─── Data records ───
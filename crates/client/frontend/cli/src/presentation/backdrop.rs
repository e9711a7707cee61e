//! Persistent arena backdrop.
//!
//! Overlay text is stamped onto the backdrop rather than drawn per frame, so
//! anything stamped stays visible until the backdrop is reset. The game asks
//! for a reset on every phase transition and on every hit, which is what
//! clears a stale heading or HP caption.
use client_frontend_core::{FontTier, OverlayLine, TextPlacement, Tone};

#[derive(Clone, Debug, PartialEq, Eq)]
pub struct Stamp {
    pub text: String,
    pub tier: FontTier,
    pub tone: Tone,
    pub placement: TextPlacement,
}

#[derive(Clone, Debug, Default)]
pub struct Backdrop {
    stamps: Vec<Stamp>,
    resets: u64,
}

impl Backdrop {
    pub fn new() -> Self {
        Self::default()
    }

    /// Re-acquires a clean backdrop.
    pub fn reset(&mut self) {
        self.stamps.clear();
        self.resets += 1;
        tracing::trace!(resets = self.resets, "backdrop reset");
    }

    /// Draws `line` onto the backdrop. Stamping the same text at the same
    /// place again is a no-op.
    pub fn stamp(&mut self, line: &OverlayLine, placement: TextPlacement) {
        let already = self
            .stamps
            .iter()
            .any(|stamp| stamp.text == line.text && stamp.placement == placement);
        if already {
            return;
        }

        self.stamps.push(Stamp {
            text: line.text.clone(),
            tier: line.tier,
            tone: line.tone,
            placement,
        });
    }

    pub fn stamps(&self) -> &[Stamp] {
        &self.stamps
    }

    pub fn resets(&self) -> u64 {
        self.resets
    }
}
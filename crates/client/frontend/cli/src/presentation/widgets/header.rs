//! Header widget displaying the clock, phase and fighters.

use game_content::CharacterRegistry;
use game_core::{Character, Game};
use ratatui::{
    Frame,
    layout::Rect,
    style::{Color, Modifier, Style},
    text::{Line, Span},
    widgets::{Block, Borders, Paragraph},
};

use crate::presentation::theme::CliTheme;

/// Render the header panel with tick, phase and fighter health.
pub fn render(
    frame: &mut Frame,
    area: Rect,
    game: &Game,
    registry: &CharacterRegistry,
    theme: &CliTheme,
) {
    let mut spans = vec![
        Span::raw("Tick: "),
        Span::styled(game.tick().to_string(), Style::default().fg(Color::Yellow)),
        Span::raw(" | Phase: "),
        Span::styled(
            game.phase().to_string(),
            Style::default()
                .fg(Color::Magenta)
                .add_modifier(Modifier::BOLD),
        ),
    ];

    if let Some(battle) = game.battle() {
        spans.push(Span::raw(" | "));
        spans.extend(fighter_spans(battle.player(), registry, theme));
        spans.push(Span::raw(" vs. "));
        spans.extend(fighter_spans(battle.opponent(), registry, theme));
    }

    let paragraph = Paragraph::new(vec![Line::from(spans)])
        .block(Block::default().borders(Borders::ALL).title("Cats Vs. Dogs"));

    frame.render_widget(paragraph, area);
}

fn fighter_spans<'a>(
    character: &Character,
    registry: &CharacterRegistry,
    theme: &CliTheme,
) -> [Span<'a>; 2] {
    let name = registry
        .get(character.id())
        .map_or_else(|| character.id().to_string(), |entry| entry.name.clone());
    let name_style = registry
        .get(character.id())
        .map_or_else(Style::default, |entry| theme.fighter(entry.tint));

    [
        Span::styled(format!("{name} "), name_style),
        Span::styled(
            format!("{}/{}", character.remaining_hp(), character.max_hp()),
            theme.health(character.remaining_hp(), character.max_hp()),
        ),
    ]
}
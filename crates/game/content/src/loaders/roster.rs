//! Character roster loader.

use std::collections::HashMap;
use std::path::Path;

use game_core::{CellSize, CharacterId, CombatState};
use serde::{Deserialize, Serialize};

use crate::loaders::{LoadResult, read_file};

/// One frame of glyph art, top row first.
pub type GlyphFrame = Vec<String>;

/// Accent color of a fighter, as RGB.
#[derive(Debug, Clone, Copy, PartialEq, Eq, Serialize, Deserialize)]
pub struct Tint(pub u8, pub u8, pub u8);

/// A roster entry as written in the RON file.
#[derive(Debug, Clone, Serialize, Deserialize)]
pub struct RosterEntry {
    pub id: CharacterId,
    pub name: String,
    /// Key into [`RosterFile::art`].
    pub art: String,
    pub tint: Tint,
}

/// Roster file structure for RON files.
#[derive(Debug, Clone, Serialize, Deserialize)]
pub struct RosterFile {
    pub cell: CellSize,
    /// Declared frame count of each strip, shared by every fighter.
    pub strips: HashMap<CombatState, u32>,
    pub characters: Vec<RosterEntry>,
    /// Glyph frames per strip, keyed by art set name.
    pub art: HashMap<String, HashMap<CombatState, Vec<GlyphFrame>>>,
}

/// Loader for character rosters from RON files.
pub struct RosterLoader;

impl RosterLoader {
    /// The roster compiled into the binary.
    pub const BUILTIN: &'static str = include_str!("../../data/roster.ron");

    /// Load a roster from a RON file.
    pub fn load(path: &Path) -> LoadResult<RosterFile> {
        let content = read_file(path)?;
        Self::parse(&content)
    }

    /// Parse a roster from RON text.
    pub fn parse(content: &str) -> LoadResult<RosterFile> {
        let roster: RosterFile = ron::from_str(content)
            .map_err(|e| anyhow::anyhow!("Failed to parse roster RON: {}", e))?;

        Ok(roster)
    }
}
───
## [Goal of the exercise]
All of the entries should be output exactly as they appear above.

## [Result for this task]
filename crates/client/frontend/cli/src/presentation/backdrop.rs
repository e9711a7707cee61e
//! Persistent arena backdrop.
//!
//! Overlay text is stamped onto the backdrop rather than drawn per frame, so
//! anything stamped stays visible until the backdrop is reset. The game asks
//! for a reset on every phase transition and on every hit, which is what
//! clears a stale heading or HP caption.
use client_frontend_core::{FontTier, OverlayLine, TextPlacement, Tone};

#[derive(Clone, Debug, PartialEq, Eq)]
pub struct Stamp {
    pub text: String,
    pub tier: FontTier,
    pub tone: Tone,
    pub placement: TextPlacement,
}

#[derive(Clone, Debug, Default)]
pub struct Backdrop {
    stamps: Vec<Stamp>,
    resets: u64,
}

impl Backdrop {
    pub fn new() -> Self {
        Self::default()
    }

    /// Re-acquires a clean backdrop.
    pub fn reset(&mut self) {
        self.stamps.clear();
        self.resets += 1;
        tracing::trace!(resets = self.resets, "backdrop reset");
    }

    /// Draws `line` onto the backdrop. Stamping the same text at the same
    /// place again is a no-op.
    pub fn stamp(&mut self, line: &OverlayLine, placement: TextPlacement) {
        let already = self
            .stamps
            .iter()
            .any(|stamp| stamp.text == line.text && stamp.placement == placement);
        if already {
            return;
        }

        self.stamps.push(Stamp {
            text: line.text.clone(),
            tier: line.tier,
            tone: line.tone,
            placement,
        });
    }

    pub fn stamps(&self) -> &[Stamp] {
        &self.stamps
    }

    pub fn resets(&self) -> u64 {
        self.resets
    }
}
filename crates/client/frontend/cli/src/presentation/widgets/header.rs
//! Header widget displaying the clock, phase and fighters.

use game_content::CharacterRegistry;
use game_core::{Character, Game};
use ratatui::{
    Frame,
    layout::Rect,
    style::{Color, Modifier, Style},
    text::{Line, Span},
    widgets::{Block, Borders, Paragraph},
};

use crate::presentation::theme::CliTheme;

/// Render the header panel with tick, phase and fighter health.
pub fn render(
    frame: &mut Frame,
    area: Rect,
    game: &Game,
    registry: &CharacterRegistry,
    theme: &CliTheme,
) {
    let mut spans = vec![
        Span::raw("Tick: "),
        Span::styled(game.tick().to_string(), Style::default().fg(Color::Yellow)),
        Span::raw(" | Phase: "),
        Span::styled(
            game.phase().to_string(),
            Style::default()
                .fg(Color::Magenta)
                .add_modifier(Modifier::BOLD),
        ),
    ];

    if let Some(battle) = game.battle() {
        spans.push(Span::raw(" | "));
        spans.extend(fighter_spans(battle.player(), registry, theme));
        spans.push(Span::raw(" vs. "));
        spans.extend(fighter_spans(battle.opponent(), registry, theme));
    }

    let paragraph = Paragraph::new(vec![Line::from(spans)])
        .block(Block::default().borders(Borders::ALL).title("Cats Vs. Dogs"));

    frame.render_widget(paragraph, area);
}

fn fighter_spans<'a>(
    character: &Character,
    registry: &CharacterRegistry,
    theme: &CliTheme,
) -> [Span<'a>; 2] {
    let name = registry
        .get(character.id())
        .map_or_else(|| character.id().to_string(), |entry| entry.name.clone());
    let name_style = registry
        .get(character.id())
        .map_or_else(Style::default, |entry| theme.fighter(entry.tint));

    [
        Span::styled(format!("{name} "), name_style),
        Span::styled(
            format!("{}/{}", character.remaining_hp(), character.max_hp()),
            theme.health(character.remaining_hp(), character.max_hp()),
        ),
    ]
}
filename crates/game/content/src/loaders/roster.rs
//! Character roster loader.

use std::collections::HashMap;
use std::path::Path;

use game_core::{CellSize, CharacterId, CombatState};
use serde::{Deserialize, Serialize};

use crate::loaders::{LoadResult, read_file};

/// One frame of glyph art, top row first.
pub type GlyphFrame = Vec<String>;

/// Accent color of a fighter, as RGB.
#[derive(Debug, Clone, Copy, PartialEq, Eq, Serialize, Deserialize)]
pub struct Tint(pub u8, pub u8, pub u8);

/// A roster entry as written in the RON file.
#[derive(Debug, Clone, Serialize, Deserialize)]
pub struct RosterEntry {
    pub id: CharacterId,
    pub name: String,
    /// Key into [`RosterFile::art`].
    pub art: String,
    pub tint: Tint,
}

/// Roster file structure for RON files.
#[derive(Debug, Clone, Serialize, Deserialize)]
pub struct RosterFile {
    pub cell: CellSize,
    /// Declared frame count of each strip, shared by every fighter.
    pub strips: HashMap<CombatState, u32>,
    pub characters: Vec<RosterEntry>,
    /// Glyph frames per strip, keyed by art set name.
    pub art: HashMap<String, HashMap<CombatState, Vec<GlyphFrame>>>,
}

/// Loader for character rosters from RON files.
pub struct RosterLoader;

impl RosterLoader {
    /// The roster compiled into the binary.
    pub const BUILTIN: &'static str = include_str!("../../data/roster.ron");

    /// Load a roster from a RON file.
    pub fn load(path: &Path) -> LoadResult<RosterFile> {
        let content = read_file(path)?;
        Self::parse(&content)
    }

    /// Parse a roster from RON text.
    pub fn parse(content: &str) -> LoadResult<RosterFile> {
        let roster: RosterFile = ron::from_str(content)
            .map_err(|e| anyhow::anyhow!("Failed to parse roster RON: {}", e))?;

        Ok(roster)
    }
}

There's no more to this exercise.